Un domingo, después de
haber cantado la Misa mayor lo mismo que si la iglesia hubiera estado llena de
fieles, el padre Boulos sintió frío a pesar del calor asfixiante de julio, y
terminó antes que de costumbre su oración ante el sagrario. Envuelto en su
única manta, se había acostado en la banqueta que le servía de lecho cuando,
sin llamar a la puerta, entro un hombre:
-Mi madre está enferma
y quiere confesarse y comulgar. ¡Ven!
Por fin, una llamada, la primera, a su sacerdocio. ¡Bendito
sea Dios!.
A pesar de su extrema debilidad y su estado febril, el padre Boulos no vaciló un momento en
levantarse. Poco después seguía a aquel hombre, y administró a la anciana
el sacramento de la Unción y 1e dio la Comunión. Después, tiritando de fiebre,
pero contento porque su primera visita a domicilio había sido en compañía de
nuestro Señor, el padre Boulos volvió a acostarse…

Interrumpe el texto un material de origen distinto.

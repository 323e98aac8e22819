use rand::Rng;

/// 班级码长度
pub const CLASS_CODE_LENGTH: usize = 8;

// 去掉了容易混淆的 0/O、1/I/L
const CODE_CHARSET: &[u8] = b"ABCDEFGHJKMNPQRSTUVWXYZ23456789";

/// 生成指定长度的随机码
pub fn generate_random_code(length: usize) -> String {
    let mut rng = rand::rng();
    (0..length)
        .map(|_| CODE_CHARSET[rng.random_range(0..CODE_CHARSET.len())] as char)
        .collect()
}

pub fn generate_class_code() -> String {
    generate_random_code(CLASS_CODE_LENGTH)
}

/// 规范化用户输入的班级码，格式不对时返回 None
pub fn normalize_class_code(input: &str) -> Option<String> {
    let code = input.trim().to_ascii_uppercase();
    (code.len() == CLASS_CODE_LENGTH && code.chars().all(|c| c.is_ascii_alphanumeric()))
        .then_some(code)
}

#[cfg(test)]
mod tests {
    use super::*;

    #[test]
    fn test_generated_code_shape() {
        for _ in 0..50 {
            let code = generate_class_code();
            assert_eq!(code.len(), CLASS_CODE_LENGTH);
            assert!(code.bytes().all(|b| CODE_CHARSET.contains(&b)));
        }
    }

    #[test]
    fn test_normalize_class_code() {
        assert_eq!(normalize_class_code(" abcd2345 "), Some("ABCD2345".to_string()));
        assert_eq!(normalize_class_code("ABC"), None);
        assert_eq!(normalize_class_code("ABCD-345"), None);
    }
}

Al día siguiente no se le vio entrar ni salir de la iglesia;
no se le vio pasar por la calle, como todos los días, a buscar agua y hacer su
compra en el mercado. Pero aquellas
gentes se habían habituado a aquella silueta menuda y afable; se habían
habituado a su saludo, y les parecía como que faltaba algo en su mundo de todos
los días.
Y, sin ponerse de
acuerdo ni decirse palabra, algunos musulmanes, ortodoxos y católicos, entraron en la casucha. Allí pudieron verlo
tendido en la sombría estancia: su pequeño párroco… estaba muerto.
Entonces, aquellos
hombres rudos se acercaron y, uno tras otro, fueron tornando la mano que pendía
exánime y la llevaron a sus labios y a su frente, mientras un sollozo contenido
apresaba sus gargantas. Después de contemplar en silencio el cadáver, se miraron unos a otros,
se vieron de pronto libres de odios y rencores… y se abrazaron.

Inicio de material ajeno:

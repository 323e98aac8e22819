pub mod login;
pub mod logout;
pub mod profile;
pub mod register;
pub mod token;

use actix_web::{HttpRequest, HttpResponse, Result as ActixResult, web};
use std::sync::Arc;

use super::declare_service;
use super::responses::finish;
use crate::cache::ObjectCache;
use crate::middlewares::{RequireJWT, require_jwt::session_cache_key};
use crate::models::auth::requests::{LoginRequest, RegisterRequest, UpdateProfileRequest};

declare_service!(AuthService);

impl AuthService {
    // 登录验证
    pub async fn login(
        &self,
        login_request: LoginRequest,
        request: &HttpRequest,
    ) -> ActixResult<HttpResponse> {
        finish(login::handle_login(self, login_request, request).await)
    }

    // 用户注册
    pub async fn register(
        &self,
        register_request: RegisterRequest,
        request: &HttpRequest,
    ) -> ActixResult<HttpResponse> {
        finish(register::handle_register(self, register_request, request).await)
    }

    // 刷新令牌
    pub async fn refresh_token(&self, request: &HttpRequest) -> ActixResult<HttpResponse> {
        finish(token::handle_refresh_token(self, request).await)
    }

    pub async fn logout(&self, request: &HttpRequest) -> ActixResult<HttpResponse> {
        finish(logout::handle_logout(request).await)
    }

    // 获取当前用户
    pub async fn get_me(&self, request: &HttpRequest) -> ActixResult<HttpResponse> {
        finish(profile::handle_get_me(request).await)
    }

    // 更新用户资料
    pub async fn update_me(
        &self,
        update_request: UpdateProfileRequest,
        request: &HttpRequest,
    ) -> ActixResult<HttpResponse> {
        finish(profile::handle_update_profile(self, update_request, request).await)
    }
}

/// 清除当前 access token 对应的会话缓存
pub(crate) async fn evict_session(request: &HttpRequest) {
    let Some(token) = RequireJWT::extract_token(request) else {
        return;
    };
    if let Some(cache) = request.app_data::<web::Data<Arc<dyn ObjectCache>>>() {
        cache.remove(&session_cache_key(&token)).await;
    }
}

Corrió veloz la triste nueva. Y, ¡cambio sorprendente!, todas aquellas gentes fueron presurosas a postrarse ante el cadáver del sacerdote. Por primera vez desde hacía mucho tiempo los hombres salieron de noche y sin armas, y velaron el cadáver corno acostumbran a velar los de aquella región: en cuclillas y sin pronunciar palabra.
Y cuando llegó la hora
del entierro ocurrió algo inesperado: pidieron que el féretro se detuviera en
el umbral de cada casa para bendecirla; quisieron que su párroco hiciera ahora lo que no logró
hacer en vida. También quisieron que, unos tras otros, todos llevaran en
hombros a aquél que con tanta dulzura y mansedumbre había sabido sobrellevarlos
a todos. Y aquella procesión nunca vista, que venía a ser la gran reparación,
la gran reconciliación, duró ¡seis horas!
Hoy, aquel pueblo,
antaño siniestro, es una de las mejores parroquias de la diócesis de Tebas.